While Article 343 designates Hindi and English as the official languages of the Union, the Constitution also recognises 22 languages such as Kannada, Tamil, Malayalam and Odia in the Eighth Schedule, making it clear that no single language holds cultural or constitutional supremacy in India.

Each state has the discretion to decide its own official language for administrative purposes. Beyond these 22 languages, there are many more spoken languages across the country, with diverse dialects and oral traditions.

The imposition of Hindi on non-Hindi speaking majority states is not a new phenomenon, though it has intensified in recent decades to pave the way for a monocultural vision for India.

The southern states have a long history of fighting against the imposition to preserve their own languages. Following the introduction of the National Education Policy (NEP), these tensions between certain states and the union government have intensified. 

The DMK-led government in Tamil Nadu has been ferociously pushing back against the three-language policy introduced in the NEP, fearing that this is a move that could reduce the significance of Tamil. The Union government needs to understand that the more aggressively Hindi is imposed from the North, the more fiercely state governments
retaliate. 

However, amidst the rightful resistance, a disturbing pattern of migrants being targeted is emerging. Daily-wage labourers, delivery riders, construction workers, whose labour makes the backbone of the cities we live in, bear the brunt of the backlash against Hindi imposition.

Take any of our metro cities as examples to see just how integral migrants are. As per the 2011 census, Mumbai’s towering skyline and bustling local trains are fuelled by around 46 lakh interstate migrants, which makes up close to 20% of the city’s population. Similarly, 44.5% of Bengaluru’s population speaks Kannada. 
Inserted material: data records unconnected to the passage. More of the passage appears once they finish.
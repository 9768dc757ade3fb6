//! Ancestor-scoped namespace resolution
//!
//! Namespaces are declared through ordinary `xmlns`/`xmlns:prefix`
//! attributes and scoped to the declaring element and its descendants
//! unless a closer declaration shadows them. There is no separate scope
//! stack: the tree itself is the scope, so resolution is a plain walk from
//! the element to the root. Every lookup terminates at the root and yields
//! an empty string when nothing declares the name, never an error.
//!
//! On top of the direct declarations sits a per-element "optional
//! namespace" registry: URI -> prefix bindings that are only materialized
//! into a real `xmlns:` attribute when [`Element::use_namespace`] asks for
//! them.

use crate::core::element::Element;
use indexmap::IndexMap;

impl Element {
    /// Get the part of the name after the first colon, or the whole name
    pub fn local_name(&self) -> String {
        let data = self.data();
        match data.name.split_once(':') {
            Some((_, local)) => local.to_string(),
            None => data.name.clone(),
        }
    }

    /// Resolve the namespace this element's name lives in
    ///
    /// A prefixed name resolves the prefix against `xmlns:<prefix>`
    /// declarations on this element and its ancestors, closest wins. An
    /// unprefixed name resolves the default `xmlns` the same way. Returns
    /// an empty string when nothing in scope declares it.
    pub fn namespace(&self) -> String {
        let name = self.name();
        match name.split_once(':') {
            Some((prefix, _)) => self.resolve_declaration(&format!("xmlns:{prefix}")),
            None => self.resolve_declaration("xmlns"),
        }
    }

    /// Resolve the default (unprefixed) namespace in scope
    ///
    /// Unlike [`Element::namespace`] this ignores any prefix on the
    /// element's own name.
    pub fn default_namespace(&self) -> String {
        self.resolve_declaration("xmlns")
    }

    /// Walk self -> root for the closest non-absent value of `key`
    fn resolve_declaration(&self, key: &str) -> String {
        let mut current = Some(self.clone());
        while let Some(element) = current {
            if let Some(value) = element.get_attribute(key) {
                return value;
            }
            current = element.parent();
        }
        String::new()
    }

    /// Build the namespace context in scope at this element
    ///
    /// The result maps namespace URI -> prefix, merging the parent's
    /// context (computed root-first) with this element's own
    /// `xmlns:<prefix>` declarations. A closer declaration for the same URI
    /// overrides an ancestor's prefix.
    pub fn namespace_context(&self) -> IndexMap<String, String> {
        let mut context = match self.parent() {
            Some(parent) => parent.namespace_context(),
            None => IndexMap::new(),
        };
        let data = self.data();
        for (key, value) in &data.attributes {
            if let (Some(prefix), Some(uri)) = (key.strip_prefix("xmlns:"), value) {
                context.insert(uri.clone(), prefix.to_string());
            }
        }
        context
    }

    /// Find the node that brought a namespace into scope
    ///
    /// A node qualifies when it carries an `xmlns:<prefix>` attribute equal
    /// to `namespace`, or has `namespace` registered as an optional
    /// namespace. The walk recurses to the root first, so the HIGHEST
    /// qualifying ancestor wins over a closer one, and ancestors win over
    /// self.
    pub fn namespace_declaring_ancestor(&self, namespace: &str) -> Option<Element> {
        if let Some(parent) = self.parent() {
            if let Some(found) = parent.namespace_declaring_ancestor(namespace) {
                return Some(found);
            }
        }
        self.declares_namespace(namespace).then(|| self.clone())
    }

    fn declares_namespace(&self, namespace: &str) -> bool {
        let data = self.data();
        data.optional_namespaces.contains_key(namespace)
            || data.attributes.iter().any(|(key, value)| {
                key.starts_with("xmlns:") && value.as_deref() == Some(namespace)
            })
    }

    /// Register a namespace -> prefix binding without declaring it yet
    ///
    /// No `xmlns:` attribute is emitted until [`Element::use_namespace`]
    /// materializes the binding.
    pub fn add_optional_namespace(&self, prefix: impl Into<String>, namespace: impl Into<String>) {
        self.data_mut()
            .optional_namespaces
            .insert(namespace.into(), prefix.into());
    }

    /// Declare a namespace, preferring a previously registered prefix
    ///
    /// If `namespace` has an optional-namespace binding on this element,
    /// that binding's prefix overrides the caller-supplied one. The
    /// resolved prefix is materialized as a real `xmlns:<prefix>` attribute
    /// and returned.
    pub fn use_namespace(&self, prefix: &str, namespace: &str) -> String {
        let resolved = self
            .data()
            .optional_namespaces
            .get(namespace)
            .cloned()
            .unwrap_or_else(|| prefix.to_string());
        self.set_attribute_verbatim(&format!("xmlns:{resolved}"), Some(namespace));
        resolved
    }
}

#[cfg(test)]
mod tests {
    use super::*;

    #[test]
    fn test_local_name() {
        assert_eq!(Element::new("stream:features").local_name(), "features");
        assert_eq!(Element::new("message").local_name(), "message");
        // Split at the first colon only.
        assert_eq!(Element::new("a:b:c").local_name(), "b:c");
    }

    #[test]
    fn test_unresolved_namespace_is_empty() {
        let root = Element::new("root");
        let child = Element::new("p:child");
        root.append_child(child.clone());
        assert_eq!(child.namespace(), "");
        assert_eq!(child.default_namespace(), "");
        assert_eq!(root.namespace(), "");
    }

    #[test]
    fn test_prefixed_namespace_from_ancestor() {
        let root = Element::new("root");
        root.set_attribute("xmlns:p", Some("urn:x"));
        let child = Element::new("p:foo");
        root.append_child(child.clone());
        assert_eq!(child.namespace(), "urn:x");
        assert_eq!(child.local_name(), "foo");
    }

    #[test]
    fn test_closest_declaration_shadows() {
        let root = Element::new("root");
        root.set_attribute("xmlns:p", Some("urn:far"));
        let middle = Element::new("middle");
        middle.set_attribute("xmlns:p", Some("urn:near"));
        root.append_child(middle.clone());
        let leaf = Element::new("p:leaf");
        middle.append_child(leaf.clone());
        assert_eq!(leaf.namespace(), "urn:near");
    }

    #[test]
    fn test_default_namespace_inherits() {
        let root = Element::new("root");
        root.set_attribute("xmlns", Some("urn:default"));
        let child = Element::new("child");
        root.append_child(child.clone());
        assert_eq!(child.namespace(), "urn:default");
        assert_eq!(child.default_namespace(), "urn:default");

        // A prefixed name still resolves the default namespace via
        // default_namespace(), but not via namespace().
        let prefixed = Element::new("p:other");
        root.append_child(prefixed.clone());
        assert_eq!(prefixed.default_namespace(), "urn:default");
        assert_eq!(prefixed.namespace(), "");
    }

    #[test]
    fn test_namespace_context_merge_and_override() {
        let root = Element::new("root");
        root.set_attribute("xmlns:a", Some("urn:one"));
        root.set_attribute("xmlns:b", Some("urn:two"));
        let child = Element::new("child");
        child.set_attribute("xmlns:c", Some("urn:one"));
        root.append_child(child.clone());

        let context = child.namespace_context();
        // The closer declaration for urn:one wins.
        assert_eq!(context.get("urn:one").map(String::as_str), Some("c"));
        assert_eq!(context.get("urn:two").map(String::as_str), Some("b"));
        assert_eq!(context.get("urn:absent"), None);
    }

    #[test]
    fn test_get_attribute_ns() {
        let root = Element::new("root");
        root.set_attribute("xmlns:v", Some("urn:vcard"));
        let child = Element::new("child");
        child.set_attribute("v:version", Some("4.0"));
        root.append_child(child.clone());

        assert_eq!(
            child.get_attribute_ns("version", "urn:vcard"),
            Some("4.0".to_string())
        );
        assert_eq!(child.get_attribute_ns("version", "urn:unknown"), None);
    }

    #[test]
    fn test_declaring_ancestor_highest_wins() {
        let root = Element::new("root");
        root.set_attribute("xmlns:a", Some("urn:x"));
        let middle = Element::new("middle");
        middle.set_attribute("xmlns:b", Some("urn:x"));
        root.append_child(middle.clone());
        let leaf = Element::new("leaf");
        middle.append_child(leaf.clone());

        assert_eq!(leaf.namespace_declaring_ancestor("urn:x"), Some(root));
        assert_eq!(leaf.namespace_declaring_ancestor("urn:missing"), None);
    }

    #[test]
    fn test_declaring_ancestor_sees_optional_namespaces() {
        let root = Element::new("root");
        root.add_optional_namespace("opt", "urn:lazy");
        let leaf = Element::new("leaf");
        root.append_child(leaf.clone());

        assert_eq!(leaf.namespace_declaring_ancestor("urn:lazy"), Some(root.clone()));
        // Registration alone declares nothing on the wire.
        assert_eq!(root.get_attribute("xmlns:opt"), None);
    }

    #[test]
    fn test_use_namespace_prefers_registered_prefix() {
        let element = Element::new("x");
        element.add_optional_namespace("z", "urn:y");
        assert_eq!(element.use_namespace("q", "urn:y"), "z");
        assert_eq!(element.get_attribute("xmlns:z"), Some("urn:y".to_string()));
        assert_eq!(element.get_attribute("xmlns:q"), None);
    }

    #[test]
    fn test_use_namespace_without_registration() {
        let element = Element::new("x");
        assert_eq!(element.use_namespace("q", "urn:y"), "q");
        assert_eq!(element.get_attribute("xmlns:q"), Some("urn:y".to_string()));
    }

    #[test]
    fn test_absent_declaration_is_undeclared() {
        let root = Element::new("root");
        root.set_attribute("xmlns:p", Some("urn:x"));
        let child = Element::new("p:foo");
        // Clearing the declaration on the child does not shadow the parent:
        // an absent value reads the same as no attribute at all.
        child.set_attribute("xmlns:p", None);
        root.append_child(child.clone());
        assert_eq!(child.namespace(), "urn:x");
    }
}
Even a city like Chennai, which is considered relatively homogenous linguistically, had over 23% of resident non-Tamil speakers, according to the 2011 census, a figure that has likely increased, given the city’s economic growth and expanding demand for labour.

If urbanisation leads to double-digit economic growth for India, then it requires moving people from rural to urban areas. India is on the move. The smart city mission supports this, and its success depends on respecting the sentiment of migrants and their language.

The contribution of migrant workers in building cities is undeniable. Their hard work and sweat built the very cities that are now excluding them.

Migration is not only a result of economic disparity between the rural and the urban, but is also crucial to address the unbalanced demographic dividend in the country. India’s working-age population is unevenly distributed across its demographic dividend. 

While states like Uttar Pradesh, Bihar, and Jharkhand have surplus labour, million-plus cities like Mumbai, Bengaluru, Chennai and Delhi generate the bulk of employment opportunities. It is a symbiotic relationship — with cities needing migrants just as much as migrants need cities.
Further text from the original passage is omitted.